Report: Jewish TikTok staff reveal rampant antisemitism, Israel-hate in workplace
Employees for video platform say colleagues openly express Jew-hatred on internal chat, moderators allow antisemitic, anti-Israel misinformation to roam free on app since Oct. 7
Michael Horovitz is a breaking news editor at The Times of Israel
Jewish employees of TikTok have spoken out against an increasingly toxic work environment since Hamas’s October 7 massacre, and the company’s lack of efforts to combat antisemitism on the video social media platform.
Unnamed workers told Fox Business Thursday that colleagues have freely expressed antisemitic and anti-Israel views on Lark, their internal chat system, and noted that the company’s 40,000 moderators have allowed anti-Israel and antisemitic misinformation to run rampant on TikTok.
“Going into the office these days is very stressful,” a Jewish employee told the network. “If you go in then you don’t speak to anyone else about being from Israel or having any connection to Israel.”
After the war, the company will “not likely retain many of its Jewish employees,” the employee said, as Jewish staff are ashamed to say they work for the company.
According to those interviewed, a support group on Lark for Palestinians was created, but no such option was provided to those with connections to Israel because it was “too political,” the report said.
It added that employees were told to use an existing Jewish support group offered by the firm, MazalTok; Hamas also slaughtered many non-Jews on October 7.
According to screenshots viewed by Fox Business, moderators have openly promoted the anti-Israel Boycott, Divestment and Sanctions (BDS) movement within the company, celebrated Hamas’s onslaught and used the watermelon emoji — which has the colors of the Palestinian flag — as their profile picture.

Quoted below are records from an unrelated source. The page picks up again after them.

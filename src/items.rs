//! Remote data cache ("items store").
//!
//! Source of truth for full domain nodes and relations; the graph mirror store
//! only keeps renderable copies. Lookups that miss the cache go to the
//! [`GraphApi`], and concurrent lookups of the same missing id share a single
//! request: the first caller fetches, later callers wait for its outcome.

use crate::api::GraphApi;
use crate::error::{ApiError, ApiResult};
use crate::geometry::Point;
use crate::types::{Node, NodeId, Relation, RelationDirection, RelationId};
use indexmap::IndexMap;
use parking_lot::Mutex;
use std::collections::HashMap;
use std::future::Future;
use std::sync::Arc;
use tokio::sync::watch;
use tracing::{debug, trace};

type Outcome<T> = ApiResult<Option<T>>;

enum Claim<T> {
    /// This caller performs the fetch and must complete the claim
    Leader(watch::Sender<Option<Outcome<T>>>),
    /// Another caller is fetching; wait for its outcome
    Follower(watch::Receiver<Option<Outcome<T>>>),
}

/// Per-id in-flight request table.
struct SingleFlight<T> {
    pending: Mutex<HashMap<String, watch::Receiver<Option<Outcome<T>>>>>,
}

impl<T: Clone> SingleFlight<T> {
    fn new() -> Self {
        Self {
            pending: Mutex::new(HashMap::new()),
        }
    }

    fn claim(&self, id: &str) -> Claim<T> {
        let mut pending = self.pending.lock();
        if let Some(rx) = pending.get(id) {
            // A leader that was dropped mid-flight leaves a closed channel behind
            if rx.has_changed().is_ok() {
                return Claim::Follower(rx.clone());
            }
        }
        let (tx, rx) = watch::channel(None);
        pending.insert(id.to_string(), rx);
        Claim::Leader(tx)
    }

    fn complete(&self, id: &str, tx: watch::Sender<Option<Outcome<T>>>, outcome: Outcome<T>) {
        self.pending.lock().remove(id);
        tx.send_replace(Some(outcome));
    }

    async fn wait(mut rx: watch::Receiver<Option<Outcome<T>>>) -> Outcome<T> {
        match rx.wait_for(Option::is_some).await {
            Ok(value) => value
                .clone()
                .unwrap_or_else(|| Err(ApiError::Transport("request cancelled".into()))),
            Err(_) => Err(ApiError::Transport("request cancelled".into())),
        }
    }

    fn in_flight(&self) -> usize {
        self.pending.lock().len()
    }
}

/// Fetch whichever of `ids` are missing from `cache`, coalescing with
/// requests already in flight. Returns the found items in `ids` order.
async fn load_many<T, F, Fut>(
    cache: &Mutex<IndexMap<String, T>>,
    flights: &SingleFlight<T>,
    ids: &[String],
    id_of: fn(&T) -> &str,
    fetch: F,
) -> ApiResult<Vec<T>>
where
    T: Clone,
    F: FnOnce(Vec<String>) -> Fut,
    Fut: Future<Output = ApiResult<Vec<T>>>,
{
    let mut leaders = Vec::new();
    let mut followers = Vec::new();
    {
        let cached = cache.lock();
        for id in ids {
            if cached.contains_key(id) {
                continue;
            }
            match flights.claim(id) {
                Claim::Leader(tx) => leaders.push((id.clone(), tx)),
                Claim::Follower(rx) => followers.push(rx),
            }
        }
    }

    let mut first_error = None;

    if !leaders.is_empty() {
        let wanted: Vec<String> = leaders.iter().map(|(id, _)| id.clone()).collect();
        trace!(count = wanted.len(), "fetching missing items");
        match fetch(wanted).await {
            Ok(items) => {
                let mut by_id: HashMap<String, T> = items
                    .into_iter()
                    .map(|item| (id_of(&item).to_string(), item))
                    .collect();
                for (id, tx) in leaders {
                    let item = by_id.remove(&id);
                    if let Some(item) = &item {
                        cache.lock().insert(id.clone(), item.clone());
                    }
                    flights.complete(&id, tx, Ok(item));
                }
            }
            Err(e) => {
                debug!("item fetch failed: {e}");
                for (id, tx) in leaders {
                    flights.complete(&id, tx, Err(e.clone()));
                }
                first_error = Some(e);
            }
        }
    }

    for rx in followers {
        if let Err(e) = SingleFlight::<T>::wait(rx).await {
            first_error.get_or_insert(e);
        }
    }

    if let Some(e) = first_error {
        return Err(e);
    }

    let cached = cache.lock();
    Ok(ids.iter().filter_map(|id| cached.get(id).cloned()).collect())
}

fn node_key(node: &Node) -> &str {
    &node.id
}

fn relation_key(relation: &Relation) -> &str {
    &relation.id
}

pub struct ItemsStore {
    api: Arc<dyn GraphApi>,
    nodes: Mutex<IndexMap<NodeId, Node>>,
    relations: Mutex<IndexMap<RelationId, Relation>>,
    node_flights: SingleFlight<Node>,
    relation_flights: SingleFlight<Relation>,
}

impl ItemsStore {
    pub fn new(api: Arc<dyn GraphApi>) -> Self {
        Self {
            api,
            nodes: Mutex::new(IndexMap::new()),
            relations: Mutex::new(IndexMap::new()),
            node_flights: SingleFlight::new(),
            relation_flights: SingleFlight::new(),
        }
    }

    pub fn api(&self) -> &Arc<dyn GraphApi> {
        &self.api
    }

    // ------------------------------------------------------------------
    // Nodes
    // ------------------------------------------------------------------

    /// Locally cached node only; never fetches.
    pub fn store_node(&self, id: &str) -> Option<Node> {
        self.nodes.lock().get(id).cloned()
    }

    pub fn store_nodes(&self, ids: &[NodeId]) -> Vec<Node> {
        let nodes = self.nodes.lock();
        ids.iter().filter_map(|id| nodes.get(id).cloned()).collect()
    }

    /// Cached nodes that exist in the database.
    pub fn store_non_pseudo_nodes(&self) -> Vec<Node> {
        self.nodes
            .lock()
            .values()
            .filter(|node| !node.is_pseudo())
            .cloned()
            .collect()
    }

    pub fn has_node(&self, id: &str) -> bool {
        self.nodes.lock().contains_key(id)
    }

    /// Cached node, or fetched from the remote collaborator.
    pub async fn get_node(&self, id: &str) -> ApiResult<Option<Node>> {
        let found = self.get_nodes(&[id.to_string()]).await?;
        Ok(found.into_iter().next())
    }

    /// Cached and fetched nodes in `ids` order; unknown ids are skipped.
    pub async fn get_nodes(&self, ids: &[NodeId]) -> ApiResult<Vec<Node>> {
        let api = self.api.clone();
        load_many(
            &self.nodes,
            &self.node_flights,
            ids,
            node_key,
            |wanted| async move { api.fetch_nodes(&wanted).await },
        )
        .await
    }

    pub fn set_node(&self, node: Node) {
        self.nodes.lock().insert(node.id.clone(), node);
    }

    pub fn set_nodes(&self, nodes: impl IntoIterator<Item = Node>) {
        let mut cached = self.nodes.lock();
        for node in nodes {
            cached.insert(node.id.clone(), node);
        }
    }

    /// Remove a node together with every cached relation attached to it.
    pub fn remove_node(&self, id: &str) -> Option<Node> {
        let removed = self.nodes.lock().shift_remove(id);
        self.relations.lock().retain(|_, relation| !relation.connects(id));
        removed
    }

    pub fn remove_nodes(&self, ids: &[NodeId]) {
        {
            let mut cached = self.nodes.lock();
            for id in ids {
                cached.shift_remove(id);
            }
        }
        self.relations
            .lock()
            .retain(|_, relation| !ids.iter().any(|id| relation.connects(id)));
    }

    /// Persist a node's position in its style record.
    pub fn set_node_position(&self, id: &str, position: Point) -> bool {
        let mut nodes = self.nodes.lock();
        let Some(node) = nodes.get_mut(id) else {
            return false;
        };
        node.style.insert("x".into(), position.x.to_string());
        node.style.insert("y".into(), position.y.to_string());
        true
    }

    pub fn node_count(&self) -> usize {
        self.nodes.lock().len()
    }

    // ------------------------------------------------------------------
    // Relations
    // ------------------------------------------------------------------

    pub fn store_relation(&self, id: &str) -> Option<Relation> {
        self.relations.lock().get(id).cloned()
    }

    pub fn store_relations(&self, ids: &[RelationId]) -> Vec<Relation> {
        let relations = self.relations.lock();
        ids.iter().filter_map(|id| relations.get(id).cloned()).collect()
    }

    pub fn has_relation(&self, id: &str) -> bool {
        self.relations.lock().contains_key(id)
    }

    pub async fn get_relation(&self, id: &str) -> ApiResult<Option<Relation>> {
        let found = self.get_relations(&[id.to_string()]).await?;
        Ok(found.into_iter().next())
    }

    pub async fn get_relations(&self, ids: &[RelationId]) -> ApiResult<Vec<Relation>> {
        let api = self.api.clone();
        load_many(
            &self.relations,
            &self.relation_flights,
            ids,
            relation_key,
            |wanted| async move { api.fetch_relations(&wanted).await },
        )
        .await
    }

    pub fn set_relation(&self, relation: Relation) {
        self.relations.lock().insert(relation.id.clone(), relation);
    }

    pub fn set_relations(&self, relations: impl IntoIterator<Item = Relation>) {
        let mut cached = self.relations.lock();
        for relation in relations {
            cached.insert(relation.id.clone(), relation);
        }
    }

    pub fn remove_relation(&self, id: &str) -> Option<Relation> {
        self.relations.lock().shift_remove(id)
    }

    pub fn remove_relations(&self, ids: &[RelationId]) {
        let mut cached = self.relations.lock();
        for id in ids {
            cached.shift_remove(id);
        }
    }

    pub fn relation_count(&self) -> usize {
        self.relations.lock().len()
    }

    /// Cached relations attached to `node_id`, each with its direction as seen
    /// from that node. Feeds the relation list of a focused node's details.
    pub fn relations_of(&self, node_id: &str) -> Vec<(RelationDirection, Relation)> {
        self.relations
            .lock()
            .values()
            .filter_map(|relation| {
                relation
                    .direction_from(node_id)
                    .map(|direction| (direction, relation.clone()))
            })
            .collect()
    }

    // ------------------------------------------------------------------

    /// Number of ids currently being fetched.
    pub fn in_flight(&self) -> usize {
        self.node_flights.in_flight() + self.relation_flights.in_flight()
    }

    pub fn clear(&self) {
        self.nodes.lock().clear();
        self.relations.lock().clear();
    }
}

Another Jewish member of staff said that the company “no longer has any control over the 40,000 moderators working to fact-check and remove content that is inflammatory, inciting and simply incorrect.”
Jewish employees questioned who oversees moderators, and how the company decides what is “misinformation versus opinion versus fact.”
One of those interviewed said that “content moderation is just one part of the problem,” but added that “those setting the policy that directs those moderators often shy away from even branding violent Palestinian groups as such.”
“The teams dealing with policy at TikTok have always been overwhelmingly staffed with individuals who are openly hostile to Israel and whose opinions often blur the lines on antisemitism,” the source said.
An example of this “is the permissible posting of anything violent or gory relating to issues sympathetic to Palestinians. But when videos depicting evidence of atrocities against Jews are removed before the world can see them, we then feel that the world’s most popular media platform is working against us as a people,” the employee said.
TikTok has said it has removed over 1 million videos that violated its content rules, in addition to 1.6 million videos with hateful content, including antisemitism, between October 7 and November 17.
A spokesperson for the company told Fox Business that the claims made “do not reflect the experience of the majority of our employees” and touted TikTok’s “strong policies against discrimination and harassment in the workplace.”
“Every incident is investigated by the appropriate internal team,” the official claimed. “Our CEO sent a message to all employees denouncing the attacks of October 7, and the company published a statement on our website as well.”
The spokesperson said that MazalTok offers “resources and a community for our Jewish and Israeli employees that has doubled in size since the start of the war.”
The official stated that “hateful ideologies, including antisemitism, are not and have never been allowed on our platform.”
Criticism of the platform has flared over its inability to combat hateful and antisemitic content since war broke out on October 7, when Hamas terrorists rampaged through southern communities, murdering some 1,200 people, mostly civilians, and kidnapping some 240 to Gaza.